Dose Finding and Early Efficacy Study of Gemcitabine Plus Capecitabine in Combination With Bevacizumab Plus Erlotinib in Advanced Pancreatic Cancer

• Published in: Journal of clinical oncology Vol. 27; no. 33; pp. 5499 - 5505
• Main Authors: STARLING, Naureen, WATKINS, David, CUNNINGHAM, David, THOMAS, Janet, WEBB, Janine, BROWN, Gina, THOMAS, Karen, OATES, Jacqui, CHAU, Ian
• Format: Journal Article
• Language: English
• Published: Alexandria, VA American Society of Clinical Oncology 20.11.2009
• Subjects: Adult; Aged; Antibodies, Monoclonal - administration & dosage; Antibodies, Monoclonal - adverse effects; Antibodies, Monoclonal, Humanized; Antineoplastic Combined Chemotherapy Protocols - administration & dosage; Antineoplastic Combined Chemotherapy Protocols - adverse effects; Bevacizumab; Biological and medical sciences; Capecitabine; Deoxycytidine - administration & dosage; Deoxycytidine - adverse effects; Deoxycytidine - analogs & derivatives; Disease-Free Survival; Dose-Response Relationship, Drug; Drug Administration Schedule; Erlotinib Hydrochloride; Female; Fluorouracil - administration & dosage; Fluorouracil - adverse effects; Fluorouracil - analogs & derivatives; Follow-Up Studies; Gastroenterology. Liver. Pancreas. Abdomen; Humans; Infusions, Intravenous; Kaplan-Meier Estimate; Liver. Biliary tract. Portal circulation.
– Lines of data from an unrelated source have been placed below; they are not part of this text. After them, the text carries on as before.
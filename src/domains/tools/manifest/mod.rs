//! Static manifest of the OPNsense API surface.
//!
//! The manifest is the versioned source of truth for which modules and
//! methods exist, which capability group they belong to, and which REST
//! endpoint each method maps to. Catalog construction and name decoding are
//! both driven from it, so the tool list is deterministic and does not need a
//! live appliance.
//!
//! - `base.rs` - modules shipped with every OPNsense installation
//! - `plugins.rs` - modules provided by optional `os-*` packages
//! - `params.rs` - hand-authored parameter schemas

mod base;
pub mod params;
mod plugins;

use std::collections::HashSet;

use thiserror::Error;

use super::naming::{CapabilityGroup, NameResolver, ToolKey};
use super::schema::{InputShape, SchemaSource};
use crate::backend::ModuleSurface;

/// Manifest format version, bumped whenever the built-in tables change.
pub const MANIFEST_VERSION: &str = "2024.7";

/// HTTP verb used by an endpoint.
#[derive(Debug, Clone, Copy, PartialEq, Eq)]
pub enum Verb {
    Get,
    Post,
}

/// One backend method.
#[derive(Debug, Clone)]
pub struct MethodSpec {
    /// Client-side method name, e.g. `searchAliases`.
    pub name: String,
    pub verb: Verb,
    /// Endpoint relative to `/api/`, with `{placeholder}` segments.
    pub path: String,
    pub schema: SchemaSource,
    pub description: Option<String>,
}

impl MethodSpec {
    pub fn get(name: impl Into<String>, path: impl Into<String>) -> Self {
        Self::new(name, Verb::Get, path)
    }

    pub fn post(name: impl Into<String>, path: impl Into<String>) -> Self {
        Self::new(name, Verb::Post, path)
    }

    fn new(name: impl Into<String>, verb: Verb, path: impl Into<String>) -> Self {
        Self {
            name: name.into(),
            verb,
            path: path.into(),
            schema: SchemaSource::Inferred,
            description: None,
        }
    }

    /// Override the inferred shape.
    pub fn shape(mut self, shape: InputShape) -> Self {
        self.schema = SchemaSource::Shape(shape);
        self
    }

    /// Override the inferred schema with a hand-authored one.
    pub fn schema(mut self, schema: SchemaSource) -> Self {
        self.schema = schema;
        self
    }

    pub fn describe(mut self, description: impl Into<String>) -> Self {
        self.description = Some(description.into());
        self
    }

    /// Shortcut for methods taking no arguments.
    pub fn no_args(self) -> Self {
        self.shape(InputShape::NoArguments)
    }

    /// Names of the `{placeholder}` segments in the path, optional
    /// `{name?}` segments included.
    pub fn placeholders(&self) -> Vec<&str> {
        self.path
            .split('/')
            .filter_map(|segment| Placeholder::parse(segment).map(|p| p.name))
            .collect()
    }

    fn has_trailing_optionals(&self) -> bool {
        let mut optional_seen = false;
        for segment in self.path.split('/') {
            let optional = Placeholder::parse(segment).is_some_and(|p| p.optional);
            if optional_seen && !optional {
                return false;
            }
            optional_seen |= optional;
        }
        true
    }
}

/// A `{name}` or trailing `{name?}` path segment.
#[derive(Debug, Clone, Copy, PartialEq, Eq)]
pub struct Placeholder<'a> {
    pub name: &'a str,
    pub optional: bool,
}

impl<'a> Placeholder<'a> {
    pub fn parse(segment: &'a str) -> Option<Self> {
        let inner = segment.strip_prefix('{')?.strip_suffix('}')?;
        Some(match inner.strip_suffix('?') {
            Some(name) => Self { name, optional: true },
            None => Self { name: inner, optional: false },
        })
    }
}

/// One backend module.
#[derive(Debug, Clone)]
pub struct ModuleSpec {
    /// Module name as used in tool names, e.g. `firewall_alias`.
    pub name: String,
    /// Human-readable title used in descriptions.
    pub title: String,
    /// Firmware package providing the module (plugins only), e.g. `os-nginx`.
    pub package: Option<String>,
    pub methods: Vec<MethodSpec>,
}

impl ModuleSpec {
    pub fn new(name: impl Into<String>, title: impl Into<String>) -> Self {
        Self {
            name: name.into(),
            title: title.into(),
            package: None,
            methods: Vec::new(),
        }
    }

    pub fn package(mut self, package: impl Into<String>) -> Self {
        self.package = Some(package.into());
        self
    }

    pub fn method(mut self, method: MethodSpec) -> Self {
        self.methods.push(method);
        self
    }

    pub fn methods(mut self, methods: impl IntoIterator<Item = MethodSpec>) -> Self {
        self.methods.extend(methods);
        self
    }

    pub fn find_method(&self, name: &str) -> Option<&MethodSpec> {
        self.methods.iter().find(|m| m.name == name)
    }
}

/// Standard search/get/add/update/delete/toggle method set of an OPNsense
/// model controller.
///
/// `suffix` is the controller's command suffix: `Item` yields
/// `searchItem`, `getItem/{uuid}`, `setItem/{uuid}`, and so on.
pub fn crud(singular: &str, plural: &str, base: &str, suffix: &str) -> Vec<MethodSpec> {
    let mut methods = crud_without_toggle(singular, plural, base, suffix);
    methods.push(MethodSpec::post(
        format!("toggle{singular}"),
        format!("{base}/toggle{suffix}/{{uuid}}/{{enabled}}"),
    ));
    methods
}

/// [`crud`] for controllers without a toggle command.
pub fn crud_without_toggle(singular: &str, plural: &str, base: &str, suffix: &str) -> Vec<MethodSpec> {
    vec![
        MethodSpec::post(format!("search{plural}"), format!("{base}/search{suffix}")),
        MethodSpec::get(format!("get{singular}"), format!("{base}/get{suffix}/{{uuid}}")),
        MethodSpec::post(format!("add{singular}"), format!("{base}/add{suffix}")),
        MethodSpec::post(
            format!("update{singular}"),
            format!("{base}/set{suffix}/{{uuid}}"),
        ),
        MethodSpec::post(
            format!("delete{singular}"),
            format!("{base}/del{suffix}/{{uuid}}"),
        ),
    ]
}

/// Problems found by [`Manifest::validate`].
#[derive(Debug, Clone, PartialEq, Eq, Error)]
pub enum ManifestIssue {
    #[error("module '{0}' is declared more than once")]
    DuplicateModule(String),

    #[error("method '{1}' is declared more than once in module '{0}'")]
    DuplicateMethod(String, String),

    #[error("plugin module '{0}' has no package")]
    MissingPackage(String),

    #[error("{0}")]
    NameCollision(String),

    #[error("optional placeholder in '{0}' is not the last path segment")]
    MisplacedOptional(String),
}

/// The full module/method table.
#[derive(Debug, Clone)]
pub struct Manifest {
    pub version: String,
    pub core: Vec<ModuleSpec>,
    pub plugins: Vec<ModuleSpec>,
}

impl Manifest {
    pub fn new(core: Vec<ModuleSpec>, plugins: Vec<ModuleSpec>) -> Self {
        Self {
            version: MANIFEST_VERSION.to_string(),
            core,
            plugins,
        }
    }

    /// The manifest shipped with this build.
    pub fn builtin() -> Self {
        Self::new(base::modules(), plugins::modules())
    }

    /// Modules of one capability group, in declaration order.
    pub fn modules(&self, group: CapabilityGroup) -> &[ModuleSpec] {
        match group {
            CapabilityGroup::Core => &self.core,
            CapabilityGroup::Plugin => &self.plugins,
        }
    }

    pub fn module(&self, group: CapabilityGroup, name: &str) -> Option<&ModuleSpec> {
        self.modules(group).iter().find(|m| m.name == name)
    }

    /// Look a method up by module name regardless of group.
    pub fn find(&self, module: &str, method: &str) -> Option<(&ModuleSpec, &MethodSpec)> {
        self.core
            .iter()
            .chain(&self.plugins)
            .find(|m| m.name == module)
            .and_then(|m| m.find_method(method).map(|spec| (m, spec)))
    }

    /// Check module uniqueness, method uniqueness and tool name injectivity.
    pub fn validate(&self) -> Vec<ManifestIssue> {
        let mut issues = Vec::new();
        let mut modules = HashSet::new();
        let mut resolver = NameResolver::new();

        for group in [CapabilityGroup::Core, CapabilityGroup::Plugin] {
            for module in self.modules(group) {
                if !modules.insert(module.name.as_str()) {
                    issues.push(ManifestIssue::DuplicateModule(module.name.clone()));
                }
                if group == CapabilityGroup::Plugin && module.package.is_none() {
                    issues.push(ManifestIssue::MissingPackage(module.name.clone()));
                }

                let mut methods = HashSet::new();
                for method in &module.methods {
                    if !methods.insert(method.name.as_str()) {
                        issues.push(ManifestIssue::DuplicateMethod(
                            module.name.clone(),
                            method.name.clone(),
                        ));
                        continue;
                    }
                    if !method.has_trailing_optionals() {
                        issues.push(ManifestIssue::MisplacedOptional(method.path.clone()));
                    }
                    let key = ToolKey::new(group, module.name.as_str(), method.name.as_str());
                    if let Err(e) = resolver.register(key) {
                        issues.push(ManifestIssue::NameCollision(e.to_string()));
                    }
                }
            }
        }

        issues
    }

    /// Manifest methods of the given modules that a runtime surface does not report.
    pub fn missing_from<'a>(
        &'a self,
        surface: &ModuleSurface,
        modules: impl IntoIterator<Item = &'a ModuleSpec>,
    ) -> Vec<(&'a str, &'a str)> {
        modules
            .into_iter()
            .flat_map(|module| {
                let reported = surface.get(&module.name);
                module
                    .methods
                    .iter()
                    .filter(move |m| !reported.is_some_and(|set| set.contains(&m.name)))
                    .map(move |m| (module.name.as_str(), m.name.as_str()))
            })
            .collect()
    }
}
Exocrine pancreas; Male; Maximum Tolerated Dose; Medical sciences; Middle Aged; Neoplasm Invasiveness - pathology; Neoplasm Staging; Pancreatic Neoplasms - drug therapy; Pancreatic Neoplasms - mortality; Pancreatic Neoplasms - pathology; Probability; Quinazolines - administration & dosage; Quinazolines - adverse effects; Risk Assessment; Survival Analysis; Time Factors; Treatment Outcome; Tumors; Antineoplastic agent; Gemcitabine; Capecitabine; Quinazoline derivatives; Monoclonal antibody; Bevacizumab; Cancerology; Pancreas cancer; Advanced stage; Antiangiogenic agent; Protein-tyrosine kinase; Pyrimidine nucleoside; Dose; Pancreatic disease; Drug combination; Enzyme; Tyrosine kinase inhibitor; Fluoropyrimidine derivatives; Transferases; Treatment efficiency; Enzyme inhibitor; Malignant tumor; Prodrug; Vascular endothelium growth factor; Antimetabolic; Erlotinib; Pyrimidine derivatives; Digestive diseases; Early; Fluorine Organic compounds; Cancer
• ISSN: 0732-183X; 1527-7755
• DOI: 10.1200/JCO.2008.21.5384

This study evaluated safety and efficacy of chemotherapy (gemcitabine plus capecitabine) plus bevacizumab/erlotinib in advanced pancreatic cancer because dual epidermal growth factor receptor/vascular endothelial growth factor blockade has a rational biologic basis in this malignancy. Patients with untreated, unresectable, locally advanced or metastatic pancreatic carcinoma were enrolled onto one of the following four sequential dose levels (DLs) of escalating capecitabine doses (days 1 to 21): DL1, 910 mg/m(2); DL2, 1,160 mg/m(2); DL3, 1,400 mg/m(2); or DL4, 1,660 mg/m(2). Doses of coadministered gemcitabine (1,000 mg/m(2) on days 1, 8, and 15), bevacizumab (5 mg/kg on days 1 and 15), and erlotinib (100 mg/d) every 28 days (up to six cycles) were fixed. Using a 3+3 study design, dose-limiting toxicity (DLT) was assessed in cycle 1. Results Twenty assessable patients were enrolled (DL1, n = 8; DL2, n = 3; DL3, n = 6; and DL4, n = 3); 97 cycles were administered. Median age was 63 years (range, 33 to 77 years), and male-to-female ratio was 10:10. Performance status was 0 and 1 in two and 17 patients, respectively; and nine and 11 patients had locally advanced and metastatic disease, respectively. DLT occurred in one patient at DL1 (grade 3 epistaxis) and two patients at DL4 (grade 3 diarrhea and grade 3 skin rash > 7 days). Common grade 3 and 4 toxicities (10% to 20%) were diarrhea, hand-foot syndrome, stomatitis, and skin rash. Grade 3 lethargy and grade 3 or 4 neutropenia occurred in 40% and 45% of patients, respectively. No GI perforation, grade 3 GI hemorrhage/hypertension, or pneumonitis occurred. Ten partial responses were observed. Median overall and progression-survival times (all patients) were 12.5 and 9.0 months, respectively. The maximum-tolerated dose of capecitabine was 1,660 mg/m(2). The recommended capecitabine dose in this cytotoxic doublet/biologic doublet regimen is 1,440 mg/m(2); this regimen is under evaluation in an ongoing phase II study.